[Start of Attachment]
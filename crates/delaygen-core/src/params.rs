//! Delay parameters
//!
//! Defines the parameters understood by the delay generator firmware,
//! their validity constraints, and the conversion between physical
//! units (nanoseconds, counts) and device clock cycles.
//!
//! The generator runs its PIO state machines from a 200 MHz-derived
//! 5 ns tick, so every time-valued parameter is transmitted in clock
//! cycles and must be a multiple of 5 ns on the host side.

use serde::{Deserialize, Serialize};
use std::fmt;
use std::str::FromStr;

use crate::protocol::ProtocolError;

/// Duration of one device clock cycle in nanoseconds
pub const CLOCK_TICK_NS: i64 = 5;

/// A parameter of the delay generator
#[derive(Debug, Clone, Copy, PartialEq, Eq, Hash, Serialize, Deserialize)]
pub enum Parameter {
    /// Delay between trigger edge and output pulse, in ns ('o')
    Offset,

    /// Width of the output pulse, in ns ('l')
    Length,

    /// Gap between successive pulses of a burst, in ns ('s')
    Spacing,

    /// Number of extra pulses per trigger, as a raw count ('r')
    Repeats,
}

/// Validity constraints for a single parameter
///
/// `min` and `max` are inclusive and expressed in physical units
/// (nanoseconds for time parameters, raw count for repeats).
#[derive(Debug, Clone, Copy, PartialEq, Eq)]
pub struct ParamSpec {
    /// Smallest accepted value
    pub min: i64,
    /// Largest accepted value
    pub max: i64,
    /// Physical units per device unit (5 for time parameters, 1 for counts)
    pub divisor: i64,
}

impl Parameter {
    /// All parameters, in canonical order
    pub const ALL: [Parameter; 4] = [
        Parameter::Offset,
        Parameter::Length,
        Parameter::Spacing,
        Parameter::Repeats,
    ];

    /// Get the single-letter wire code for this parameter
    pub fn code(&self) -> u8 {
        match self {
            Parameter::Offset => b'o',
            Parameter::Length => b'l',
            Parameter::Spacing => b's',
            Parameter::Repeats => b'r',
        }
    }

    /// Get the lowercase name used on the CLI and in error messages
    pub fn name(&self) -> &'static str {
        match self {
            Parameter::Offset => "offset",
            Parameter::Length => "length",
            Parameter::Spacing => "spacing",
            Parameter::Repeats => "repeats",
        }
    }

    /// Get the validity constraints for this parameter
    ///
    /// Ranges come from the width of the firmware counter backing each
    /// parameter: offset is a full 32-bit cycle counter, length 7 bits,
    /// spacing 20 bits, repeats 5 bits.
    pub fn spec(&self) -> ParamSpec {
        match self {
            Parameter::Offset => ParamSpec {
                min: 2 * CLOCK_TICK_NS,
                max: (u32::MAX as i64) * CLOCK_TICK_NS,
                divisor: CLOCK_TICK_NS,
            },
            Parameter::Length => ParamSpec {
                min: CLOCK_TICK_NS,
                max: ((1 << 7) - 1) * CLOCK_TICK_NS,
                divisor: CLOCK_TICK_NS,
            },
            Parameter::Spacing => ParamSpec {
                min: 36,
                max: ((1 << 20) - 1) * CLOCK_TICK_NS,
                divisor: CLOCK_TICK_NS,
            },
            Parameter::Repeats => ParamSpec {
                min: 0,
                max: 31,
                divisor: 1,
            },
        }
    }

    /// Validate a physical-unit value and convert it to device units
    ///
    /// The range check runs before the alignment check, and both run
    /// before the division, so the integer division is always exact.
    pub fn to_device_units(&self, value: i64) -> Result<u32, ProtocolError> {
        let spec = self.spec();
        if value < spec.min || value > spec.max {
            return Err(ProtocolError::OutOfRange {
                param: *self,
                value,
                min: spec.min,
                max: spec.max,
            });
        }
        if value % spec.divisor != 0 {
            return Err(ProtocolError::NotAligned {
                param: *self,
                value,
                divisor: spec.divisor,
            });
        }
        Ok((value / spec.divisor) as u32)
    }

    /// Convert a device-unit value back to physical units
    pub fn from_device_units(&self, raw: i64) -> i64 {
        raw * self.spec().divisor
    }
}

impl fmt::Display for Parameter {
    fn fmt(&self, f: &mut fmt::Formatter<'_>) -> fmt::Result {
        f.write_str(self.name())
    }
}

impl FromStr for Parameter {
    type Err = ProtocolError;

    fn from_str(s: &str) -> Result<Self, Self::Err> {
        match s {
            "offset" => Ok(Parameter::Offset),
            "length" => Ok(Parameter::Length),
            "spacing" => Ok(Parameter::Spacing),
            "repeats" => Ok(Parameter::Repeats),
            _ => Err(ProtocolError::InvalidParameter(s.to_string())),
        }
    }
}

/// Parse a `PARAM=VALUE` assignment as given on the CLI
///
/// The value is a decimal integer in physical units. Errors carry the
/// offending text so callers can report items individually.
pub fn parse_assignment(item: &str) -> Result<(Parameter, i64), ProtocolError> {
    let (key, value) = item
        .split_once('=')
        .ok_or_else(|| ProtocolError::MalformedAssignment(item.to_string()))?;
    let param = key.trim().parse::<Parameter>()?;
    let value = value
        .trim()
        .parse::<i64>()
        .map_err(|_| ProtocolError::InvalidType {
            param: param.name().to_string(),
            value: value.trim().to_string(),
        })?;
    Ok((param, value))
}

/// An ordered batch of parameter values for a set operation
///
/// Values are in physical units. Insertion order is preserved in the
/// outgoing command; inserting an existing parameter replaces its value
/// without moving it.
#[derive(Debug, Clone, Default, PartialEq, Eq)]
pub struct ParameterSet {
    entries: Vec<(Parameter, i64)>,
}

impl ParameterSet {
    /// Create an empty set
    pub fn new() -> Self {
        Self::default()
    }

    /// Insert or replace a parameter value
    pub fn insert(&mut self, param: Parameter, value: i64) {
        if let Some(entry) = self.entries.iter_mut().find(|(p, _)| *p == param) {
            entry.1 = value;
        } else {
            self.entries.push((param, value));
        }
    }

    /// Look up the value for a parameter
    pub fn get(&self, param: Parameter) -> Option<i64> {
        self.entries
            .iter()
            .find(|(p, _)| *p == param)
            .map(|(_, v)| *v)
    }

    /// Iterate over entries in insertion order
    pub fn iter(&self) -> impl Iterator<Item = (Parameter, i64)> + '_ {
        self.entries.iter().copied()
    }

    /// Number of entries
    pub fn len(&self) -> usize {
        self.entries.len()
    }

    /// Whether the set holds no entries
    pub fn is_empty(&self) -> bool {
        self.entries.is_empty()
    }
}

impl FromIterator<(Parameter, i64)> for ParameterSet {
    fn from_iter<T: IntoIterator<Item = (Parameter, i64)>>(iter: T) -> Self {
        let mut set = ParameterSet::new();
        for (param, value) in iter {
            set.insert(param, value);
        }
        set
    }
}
[End of Attachment]
[Start of Attachment]
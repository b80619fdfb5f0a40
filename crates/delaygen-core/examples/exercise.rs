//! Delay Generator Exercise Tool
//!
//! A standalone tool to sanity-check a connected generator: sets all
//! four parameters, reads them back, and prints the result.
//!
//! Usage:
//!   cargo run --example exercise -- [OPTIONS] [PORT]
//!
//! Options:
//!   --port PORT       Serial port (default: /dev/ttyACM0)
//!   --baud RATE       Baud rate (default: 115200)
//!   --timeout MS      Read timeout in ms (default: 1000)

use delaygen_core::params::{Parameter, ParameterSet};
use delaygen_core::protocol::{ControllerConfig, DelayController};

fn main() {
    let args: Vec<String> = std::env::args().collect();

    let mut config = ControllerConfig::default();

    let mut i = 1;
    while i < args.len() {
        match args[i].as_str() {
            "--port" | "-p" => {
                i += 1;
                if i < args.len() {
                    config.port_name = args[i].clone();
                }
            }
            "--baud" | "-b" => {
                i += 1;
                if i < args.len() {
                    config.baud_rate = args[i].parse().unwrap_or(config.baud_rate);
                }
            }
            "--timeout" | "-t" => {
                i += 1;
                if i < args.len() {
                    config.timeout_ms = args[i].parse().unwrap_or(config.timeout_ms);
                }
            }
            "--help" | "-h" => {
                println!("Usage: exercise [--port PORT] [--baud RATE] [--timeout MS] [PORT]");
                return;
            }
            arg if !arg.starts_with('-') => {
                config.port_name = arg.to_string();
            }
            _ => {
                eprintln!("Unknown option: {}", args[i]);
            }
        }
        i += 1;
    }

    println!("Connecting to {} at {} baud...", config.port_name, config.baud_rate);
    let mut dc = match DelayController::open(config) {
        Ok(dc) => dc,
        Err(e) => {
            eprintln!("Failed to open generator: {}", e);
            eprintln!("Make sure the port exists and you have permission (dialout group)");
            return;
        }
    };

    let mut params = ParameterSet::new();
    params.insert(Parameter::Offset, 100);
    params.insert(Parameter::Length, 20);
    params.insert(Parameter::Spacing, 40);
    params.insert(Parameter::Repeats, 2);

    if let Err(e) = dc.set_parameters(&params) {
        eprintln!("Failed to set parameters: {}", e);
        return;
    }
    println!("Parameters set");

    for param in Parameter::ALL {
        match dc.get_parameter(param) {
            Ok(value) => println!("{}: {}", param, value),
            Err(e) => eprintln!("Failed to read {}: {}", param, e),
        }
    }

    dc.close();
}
[End of Attachment]
◆ **What to do**:
Search the listing above for the lines with "port (default: /dev/ttyACM0)" and "let args: Vec<String>", then output those lines and all lines between them exactly.

◆ **Your solution**:
//!   --port PORT       Serial port (default: /dev/ttyACM0)
//!   --baud RATE       Baud rate (default: 115200)
//!   --timeout MS      Read timeout in ms (default: 1000)

use delaygen_core::params::{Parameter, ParameterSet};
use delaygen_core::protocol::{ControllerConfig, DelayController};

fn main() {
    let args: Vec<String> = std::env::args().collect();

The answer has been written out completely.